In Session: Forensic Epic 1830–1840

Chapter:
(p.269) 7 In Session: Forensic Epic 1830–1840
Source:
Epic
Author(s):

Herbert F. Tucker (Contributor Webpage)

Publisher:
Oxford University Press
DOI:10.1093/acprof:oso/9780199232987.003.0007

In its 1820–40 efflorescence, the poetic closet drama staked out a space that renewed epic also made its own during the heyday of British national Reform. Literalizing poetic ‘argument’ into debate, and expanding the classical topos of the epic consult, epoists of the 1830s wrote poems whose narrative took the form of an extended, dialogical deliberation.

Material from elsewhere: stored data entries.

#![allow(dead_code)]

use async_trait::async_trait;
use parking_lot::Mutex;
use std::sync::atomic::{AtomicBool, AtomicU32, AtomicUsize, Ordering};
use std::sync::Arc;
use std::time::Duration;
use tokio::sync::Semaphore;
use trace_scan::device::TrackInfo;
use trace_scan::device::TrackState;
use trace_scan::{
    CameraDevice, CaptureConstraints, Decoder, DeviceOutcome, FacingMode, Frame, MediaStream,
    Payload, PixelBuffer, PlatformError, ReadyState, ScanConfig, ScanEvent, ScanSession, ScanState,
};

// =============================================================================
// MOCK CAMERA
// =============================================================================

/// Camera whose permission prompt can be held open and answered by the test
pub struct MockCamera {
    supported: AtomicBool,
    rear: Mutex<DeviceOutcome>,
    front: Mutex<DeviceOutcome>,
    hold_prompt: AtomicBool,
    prompt: Semaphore,
    requests: Mutex<Vec<Option<FacingMode>>>,
    live: Arc<LiveCounter>,
    tracks: Mutex<Vec<Arc<AtomicBool>>>,
}

#[derive(Default)]
pub struct LiveCounter {
    open: AtomicUsize,
    max_open: AtomicUsize,
    granted: AtomicUsize,
    reads_after_stop: AtomicUsize,
}

impl LiveCounter {
    fn opened(&self) {
        let now = self.open.fetch_add(1, Ordering::SeqCst) + 1;
        self.max_open.fetch_max(now, Ordering::SeqCst);
        self.granted.fetch_add(1, Ordering::SeqCst);
    }

    fn closed(&self) {
        self.open.fetch_sub(1, Ordering::SeqCst);
    }
}

impl MockCamera {
    pub fn new() -> Arc<Self> {
        Arc::new(Self {
            supported: AtomicBool::new(true),
            rear: Mutex::new(DeviceOutcome::Grant),
            front: Mutex::new(DeviceOutcome::Grant),
            hold_prompt: AtomicBool::new(false),
            prompt: Semaphore::new(0),
            requests: Mutex::new(Vec::new()),
            live: Arc::new(LiveCounter::default()),
            tracks: Mutex::new(Vec::new()),
        })
    }

    pub fn set_supported(&self, supported: bool) {
        self.supported.store(supported, Ordering::SeqCst);
    }

    pub fn deny_rear(&self, name: &str) {
        *self.rear.lock() = deny(name);
    }

    pub fn deny_front(&self, name: &str) {
        *self.front.lock() = deny(name);
    }

    pub fn grant_all(&self) {
        *self.rear.lock() = DeviceOutcome::Grant;
        *self.front.lock() = DeviceOutcome::Grant;
    }

    /// Keep every permission prompt pending until `answer_prompt` is called
    pub fn hold_prompts(&self) {
        self.hold_prompt.store(true, Ordering::SeqCst);
    }

    /// Let one pending (or the next) permission prompt resolve
    pub fn answer_prompt(&self) {
        self.prompt.add_permits(1);
    }

    pub fn requests(&self) -> Vec<Option<FacingMode>> {
        self.requests.lock().clone()
    }

    /// Streams granted and not yet stopped
    pub fn open_streams(&self) -> usize {
        self.live.open.load(Ordering::SeqCst)
    }

    /// Highest number of streams ever open at the same time
    pub fn max_open_streams(&self) -> usize {
        self.live.max_open.load(Ordering::SeqCst)
    }

    pub fn granted_streams(&self) -> usize {
        self.live.granted.load(Ordering::SeqCst)
    }

    /// Frame reads attempted on a stream after its tracks were stopped
    pub fn reads_after_stop(&self) -> usize {
        self.live.reads_after_stop.load(Ordering::SeqCst)
    }

    /// End the tracks of the most recent stream, as when a camera is unplugged
    pub fn unplug_latest(&self) {
        if let Some(ended) = self.tracks.lock().last() {
            ended.store(true, Ordering::SeqCst);
        }
    }
}

fn deny(name: &str) -> DeviceOutcome {
    DeviceOutcome::Deny {
        name: name.to_string(),
        message: format!("{} (mock)", name),
    }
}

#[async_trait]
impl CameraDevice for MockCamera {
    fn is_supported(&self) -> bool {
        self.supported.load(Ordering::SeqCst)
    }

    async fn get_user_media(
        &self,
        constraints: &CaptureConstraints,
    ) -> Result<Box<dyn MediaStream>, PlatformError> {
        self.requests.lock().push(constraints.facing);

        if self.hold_prompt.load(Ordering::SeqCst) {
            if let Ok(permit) = self.prompt.acquire().await {
                permit.forget();
            }
        }

        let outcome = match constraints.facing {
            Some(FacingMode::Environment) => self.rear.lock().clone(),
            Some(FacingMode::User) => self.front.lock().clone(),
            None => {
                let rear = self.rear.lock().clone();
                if rear == DeviceOutcome::Grant {
                    rear
                } else {
                    self.front.lock().clone()
                }
            }
        };

        match outcome {
            DeviceOutcome::Deny { name, message } => Err(PlatformError::new(name, message)),
            DeviceOutcome::Grant => {
                let ended = Arc::new(AtomicBool::new(false));
                self.tracks.lock().push(Arc::clone(&ended));
                self.live.opened();
                let id = self.live.granted.load(Ordering::SeqCst);
                Ok(Box::new(MockStream {
                    id: format!("mock-stream-{}", id),
                    stopped: false,
                    ended,
                    live: Arc::clone(&self.live),
                }))
            }
        }
    }
}

struct MockStream {
    id: String,
    stopped: bool,
    ended: Arc<AtomicBool>,
    live: Arc<LiveCounter>,
}

impl MediaStream for MockStream {
    fn id(&self) -> String {
        self.id.clone()
    }

    fn tracks(&self) -> Vec<TrackInfo> {
        let state = if self.stopped || self.ended.load(Ordering::SeqCst) {
            TrackState::Ended
        } else {
            TrackState::Live
        };
        vec![TrackInfo {
            id: format!("{}-video", self.id),
            label: "Mock camera".to_string(),
            state,
        }]
    }

    fn stop_all_tracks(&mut self) {
        if !self.stopped {
            self.stopped = true;
            self.live.closed();
        }
    }

    fn ready_state(&self) -> ReadyState {
        if self.stopped || self.ended.load(Ordering::SeqCst) {
            ReadyState::HaveNothing
        } else {
            ReadyState::HaveEnoughData
        }
    }

    fn video_size(&self) -> (u32, u32) {
        (32, 24)
    }

    fn draw_into(&mut self, target: &mut PixelBuffer) -> Result<(), PlatformError> {
        if self.stopped {
            self.live.reads_after_stop.fetch_add(1, Ordering::SeqCst);
            return Err(PlatformError::new("InvalidStateError", "stream stopped"));
        }
        target.as_mut_slice().fill(0x40);
        Ok(())
    }
}

// =============================================================================
// DECODER
// =============================================================================

/// Decoder that finds a payload in its n-th call and records every frame it saw
pub struct CountingDecoder {
    succeed_on: Option<u32>,
    payload: String,
    delay: Duration,
    calls: AtomicU32,
    in_flight: AtomicUsize,
    max_in_flight: AtomicUsize,
    seen: Mutex<Vec<u64>>,
}

impl CountingDecoder {
    pub fn succeeding_on(call: u32, payload: &str) -> Arc<Self> {
        Arc::new(Self {
            succeed_on: Some(call),
            payload: payload.to_string(),
            delay: Duration::ZERO,
            calls: AtomicU32::new(0),
            in_flight: AtomicUsize::new(0),
            max_in_flight: AtomicUsize::new(0),
            seen: Mutex::new(Vec::new()),
        })
    }

    pub fn never() -> Arc<Self> {
        Arc::new(Self {
            succeed_on: None,
            payload: String::new(),
            delay: Duration::ZERO,
            calls: AtomicU32::new(0),
            in_flight: AtomicUsize::new(0),
            max_in_flight: AtomicUsize::new(0),
            seen: Mutex::new(Vec::new()),
        })
    }

    /// Never succeeds and takes `delay` per frame
    pub fn slow(delay: Duration) -> Arc<Self> {
        Arc::new(Self {
            succeed_on: None,
            payload: String::new(),
            delay,
            calls: AtomicU32::new(0),
            in_flight: AtomicUsize::new(0),
            max_in_flight: AtomicUsize::new(0),
            seen: Mutex::new(Vec::new()),
        })
    }

    /// Succeeds on `call` like `succeeding_on`, taking `delay` per frame
    pub fn slow_succeeding(call: u32, payload: &str, delay: Duration) -> Arc<Self> {
        Arc::new(Self {
            succeed_on: Some(call),
            payload: payload.to_string(),
            delay,
            calls: AtomicU32::new(0),
            in_flight: AtomicUsize::new(0),
            max_in_flight: AtomicUsize::new(0),
            seen: Mutex::new(Vec::new()),
        })
    }

    pub fn calls(&self) -> u32 {
        self.calls.load(Ordering::SeqCst)
    }

    pub fn seen(&self) -> Vec<u64> {
        self.seen.lock().clone()
    }

    /// Most decodes ever running at once
    pub fn max_in_flight(&self) -> usize {
        self.max_in_flight.load(Ordering::SeqCst)
    }
}

#[async_trait]
impl Decoder for CountingDecoder {
    async fn decode(&self, frame: &Frame) -> Option<Payload> {
        let call = self.calls.fetch_add(1, Ordering::SeqCst) + 1;
        let running = self.in_flight.fetch_add(1, Ordering::SeqCst) + 1;
        self.max_in_flight.fetch_max(running, Ordering::SeqCst);
        self.seen.lock().push(frame.sequence);
        if !self.delay.is_zero() {
            tokio::time::sleep(self.delay).await;
        }
        self.in_flight.fetch_sub(1, Ordering::SeqCst);
        (self.succeed_on == Some(call)).then(|| Payload::new(self.payload.clone()))
    }
}

// =============================================================================
// SESSION HELPERS
// =============================================================================

pub fn config_with_interval(interval_ms: u64) -> ScanConfig {
    ScanConfig {
        sample_interval_ms: interval_ms,
        ..Default::default()
    }
}

pub fn session(camera: &Arc<MockCamera>, decoder: Arc<CountingDecoder>) -> ScanSession {
    ScanSession::new(config_with_interval(100), camera.clone(), decoder)
}

/// Record every event the session emits
pub fn record_events(session: &ScanSession) -> Arc<Mutex<Vec<ScanEvent>>> {
    let events = Arc::new(Mutex::new(Vec::new()));
    let sink = Arc::clone(&events);
    session.set_event_callback(move |event| sink.lock().push(event));
    events
}

pub fn states(events: &Mutex<Vec<ScanEvent>>) -> Vec<ScanState> {
    events
        .lock()
        .iter()
        .filter_map(|event| match event {
            ScanEvent::StateChanged { state, .. } => Some(*state),
            _ => None,
        })
        .collect()
}

/// Let every ready task run. The paused clock only auto-advances once the
/// runtime is idle, so this moves time forward by a single millisecond.
pub async fn settle() {
    tokio::time::sleep(Duration::from_millis(1)).await;
}

/// Advance time in small steps until the session reaches `state`
pub async fn wait_for_state(session: &ScanSession, state: ScanState) {
    for _ in 0..1_000 {
        if session.state() == state {
            return;
        }
        tokio::time::sleep(Duration::from_millis(10)).await;
    }
    panic!(
        "session never reached {:?}, stuck in {:?}",
        state,
        session.state()
    );
}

These works addressed their readers as an auditory convened to assist at a process of judgment affirming national unity on a basis liberal rather than authoritarian — or else, in an epic undersong like the Chartist Cooper's, they appealed to liberal principles on behalf of those whom the 1832 compact had left out. As rising Victorian stars like Carlyle and Disraeli worked this forensic vein, Browning took it to extremes that all but wrecked his career. Even Bible epoists (Heraud, Bulmer) now discarded the 1820s mass rush to Judgment, in favour of persuasive rhetoric; and epics of church history that overlaid Protestant Reformation on contemporary Reform supervened upon the dogmatizing of former decades.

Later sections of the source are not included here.